If I had to pick, I would say when we went to the Focused Ultrasound Center at UVA because we finally saw how an ultrasound treatment looks in real life. Feeling the magnetic pull of the MRI combined with learning more about the science behind MR imaging techniques and focused ultrasound treatments put what we had read in papers to life. Additionally, throughout the visit we were able to ask questions – about the technology, the treatment process from both the engineers’ and the patient’s perspectives, how this new treatment affects people, and what it was like working at the Focused Ultrasound Center. The more I learned, the more curious I became about the potential of ultrasound and what is still left to discover with the technology.
Most importantly, we also got to hear stories from our mentors about what this treatment meant for the patients, and I was shocked to hear how involved my engineering mentors were in the process as they described patients becoming emotional walking out of the MR room from regaining control of their hands (this was particularly for the real-time treatment of essential tremor).
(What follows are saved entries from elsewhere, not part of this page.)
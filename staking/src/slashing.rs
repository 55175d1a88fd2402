//! Slashing engine.
//!
//! A penalty is a fraction (bps) of what was bonded at the infraction
//! height: the validator's current bond plus the exit-queue entries that left
//! it at or after that height.  Queued stake pays first, then the current
//! delegations.  Every per-entry penalty is `floor(fraction * amount)`, so
//! rounding always favours the delegator and each position loses the same
//! fraction.

use {
    crate::{
        config::BPS_DENOMINATOR,
        delegation::{DelegationLedger, QueueEntry},
        error::{StakingError, StakingResult},
        registry::ValidatorRegistry,
        store::KvStore,
        types::{RedelegationInfo, UnbondingDelegation},
    },
    log::*,
    solana_pubkey::Pubkey,
};

/// `floor(amount * bps / 10_000)`.
pub fn mul_bps(amount: u64, bps: u64) -> StakingResult<u64> {
    let product = u128::from(amount)
        .checked_mul(u128::from(bps))
        .ok_or(StakingError::ArithmeticOverflow)?;
    let quotient = product
        .checked_div(u128::from(BPS_DENOMINATOR))
        .ok_or(StakingError::ArithmeticOverflow)?;
    u64::try_from(quotient).map_err(|_| StakingError::ArithmeticOverflow)
}

/// Amounts removed by [`SlashingEngine::slash_validator`].
#[derive(Debug, Clone, Copy, PartialEq, Eq, Default)]
pub struct SlashOutcome {
    /// Stake held at the infraction height.
    pub slashable_stake: u64,
    /// Budget: `floor(fraction * slashable_stake)`.
    pub max_slash: u64,
    pub from_unbondings: u64,
    pub from_redelegations: u64,
    pub from_bonded: u64,
    /// Budget left after every source was charged.
    pub remaining: u64,
}

impl SlashOutcome {
    pub fn total_slashed(&self) -> u64 {
        self.from_unbondings
            .saturating_add(self.from_redelegations)
            .saturating_add(self.from_bonded)
    }
}

pub struct SlashingEngine<'a> {
    store: &'a mut dyn KvStore,
}

impl<'a> SlashingEngine<'a> {
    pub fn new(store: &'a mut dyn KvStore) -> Self {
        Self { store }
    }

    /// Slash unbondings of `validator` that started at or after
    /// `infraction_height`.  Returns the unused part of `max_slash`.
    pub fn slash_unbondings(
        &mut self,
        validator: &Pubkey,
        infraction_height: u64,
        fraction_bps: u64,
        max_slash: u64,
    ) -> StakingResult<u64> {
        self.slash_queue::<UnbondingDelegation>(
            validator,
            infraction_height,
            fraction_bps,
            max_slash,
        )
    }

    /// Slash redelegations out of `validator` that started at or after
    /// `infraction_height`.  Returns the unused part of `max_slash`.
    pub fn slash_redelegations(
        &mut self,
        validator: &Pubkey,
        infraction_height: u64,
        fraction_bps: u64,
        max_slash: u64,
    ) -> StakingResult<u64> {
        self.slash_queue::<RedelegationInfo>(validator, infraction_height, fraction_bps, max_slash)
    }

    fn slash_queue<E: QueueEntry>(
        &mut self,
        validator: &Pubkey,
        infraction_height: u64,
        fraction_bps: u64,
        mut max_slash: u64,
    ) -> StakingResult<u64> {
        if max_slash == 0 || fraction_bps == 0 {
            return Ok(max_slash);
        }
        let mut ledger = DelegationLedger::new(self.store);
        for mut entry in ledger.queue_by_validator::<E>(validator)? {
            // Entries created before the infraction were not bonded then.
            if entry.start_height() < infraction_height {
                continue;
            }
            if max_slash == 0 {
                break;
            }
            let penalty = mul_bps(entry.amount(), fraction_bps)?.min(max_slash);
            if penalty == entry.amount() {
                ledger.remove_queue_entry::<E>(&entry.id())?;
            } else {
                entry.set_amount(entry.amount().saturating_sub(penalty));
                ledger.set_queue_entry(&entry)?;
            }
            max_slash = max_slash.saturating_sub(penalty);
        }
        Ok(max_slash)
    }

    /// Bonded tokens of `validator` plus the queued stake that left it at
    /// or after `infraction_height`.
    pub fn stake_at_infraction(
        &mut self,
        validator: &Pubkey,
        infraction_height: u64,
    ) -> StakingResult<u64> {
        let bonded = ValidatorRegistry::new(self.store)
            .require_validator(validator)?
            .bond_tokens;
        let ledger = DelegationLedger::new(self.store);
        let unbonding =
            queued_since::<UnbondingDelegation>(&ledger, validator, infraction_height)?;
        let redelegating =
            queued_since::<RedelegationInfo>(&ledger, validator, infraction_height)?;
        bonded
            .checked_add(unbonding)
            .and_then(|stake| stake.checked_add(redelegating))
            .ok_or(StakingError::ArithmeticOverflow)
    }

    /// Slash the stake a validator held at `infraction_height`.
    ///
    /// The budget is `floor(fraction * stake_at_infraction)`.  Exit queues
    /// pay first, then the validator's delegations in delegator order, each
    /// at most `floor(fraction * amount)`.
    pub fn slash_validator(
        &mut self,
        validator: &Pubkey,
        infraction_height: u64,
        fraction_bps: u64,
    ) -> StakingResult<SlashOutcome> {
        let slashable_stake = self.stake_at_infraction(validator, infraction_height)?;
        let max_slash = mul_bps(slashable_stake, fraction_bps)?;

        let after_unbondings =
            self.slash_unbondings(validator, infraction_height, fraction_bps, max_slash)?;
        let after_redelegations = self.slash_redelegations(
            validator,
            infraction_height,
            fraction_bps,
            after_unbondings,
        )?;

        let mut remaining = after_redelegations;
        let mut ledger = DelegationLedger::new(self.store);
        for delegation in ledger.delegations_by_validator(validator)? {
            if remaining == 0 {
                break;
            }
            let penalty = mul_bps(delegation.amount, fraction_bps)?.min(remaining);
            if penalty == 0 {
                continue;
            }
            ledger.reduce_delegation(&delegation, penalty)?;
            remaining = remaining.saturating_sub(penalty);
        }

        let outcome = SlashOutcome {
            slashable_stake,
            max_slash,
            from_unbondings: max_slash.saturating_sub(after_unbondings),
            from_redelegations: after_unbondings.saturating_sub(after_redelegations),
            from_bonded: after_redelegations.saturating_sub(remaining),
            remaining,
        };
        info!(
            "slashed validator {validator} at infraction height {infraction_height}: \
             unbondings {} redelegations {} bonded {} (budget {max_slash})",
            outcome.from_unbondings, outcome.from_redelegations, outcome.from_bonded
        );
        Ok(outcome)
    }
}

/// Sum of the `E` entries slashable at `validator` that started at or after
/// `infraction_height`.
fn queued_since<E: QueueEntry>(
    ledger: &DelegationLedger<'_>,
    validator: &Pubkey,
    infraction_height: u64,
) -> StakingResult<u64> {
    ledger
        .queue_by_validator::<E>(validator)?
        .iter()
        .filter(|entry| entry.start_height() >= infraction_height)
        .try_fold(0u64, |total, entry| {
            total
                .checked_add(entry.amount())
                .ok_or(StakingError::ArithmeticOverflow)
        })
}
The visit stuck with me as our mentors gave us an honest view into the field and what a career could look like as an engineer in focused ultrasound; the highs of the patient reactions, lows of challenges around insurance reimbursement, fascinating science, and daily tasks all confirmed my thoughts to continue to pursue engineering in the medical field as you can directly see your actions helping others.
Has your internship affected your career plans?
I was on the fence about whether to go fully into mechanical engineering or to stay on the biomedical and mechanical path, and after this internship, I do think that I want to stay involved in biomedical engineering. Medical technology is both incredibly interesting and feels more personal due to the direct positive impact advancements have on people. It was also interesting to find out that each of my mentors arrived at the field from slightly different backgrounds, so I felt less stressed in having to pick the one “correct” major. I saw that multiple majors could lead to the same destination if you were passionate about the field.
Additionally, I was worried that I wouldn’t have any patient interaction or that I would feel disconnected as an engineer, but after talking with and watching the daily activities of my mentors, I found this not to be true. Engineers could be involved in creating a treatment plan for the ultrasound devices in the Focused Ultrasound Center, testing and calibrating those devices, building their own devices for market, or working more in a lab setting at UVA to determine the best parameters of ultrasound for each treatment. Though I’m not sure if I want to pursue focused ultrasound as my career, I do want to keep the door open as the technology is amazing and there are plenty of opportunities to feel connected as an engineer in the field.
Ella joined the Foundation this summer through our partnership with Virginia Bio’s STEM2VA program.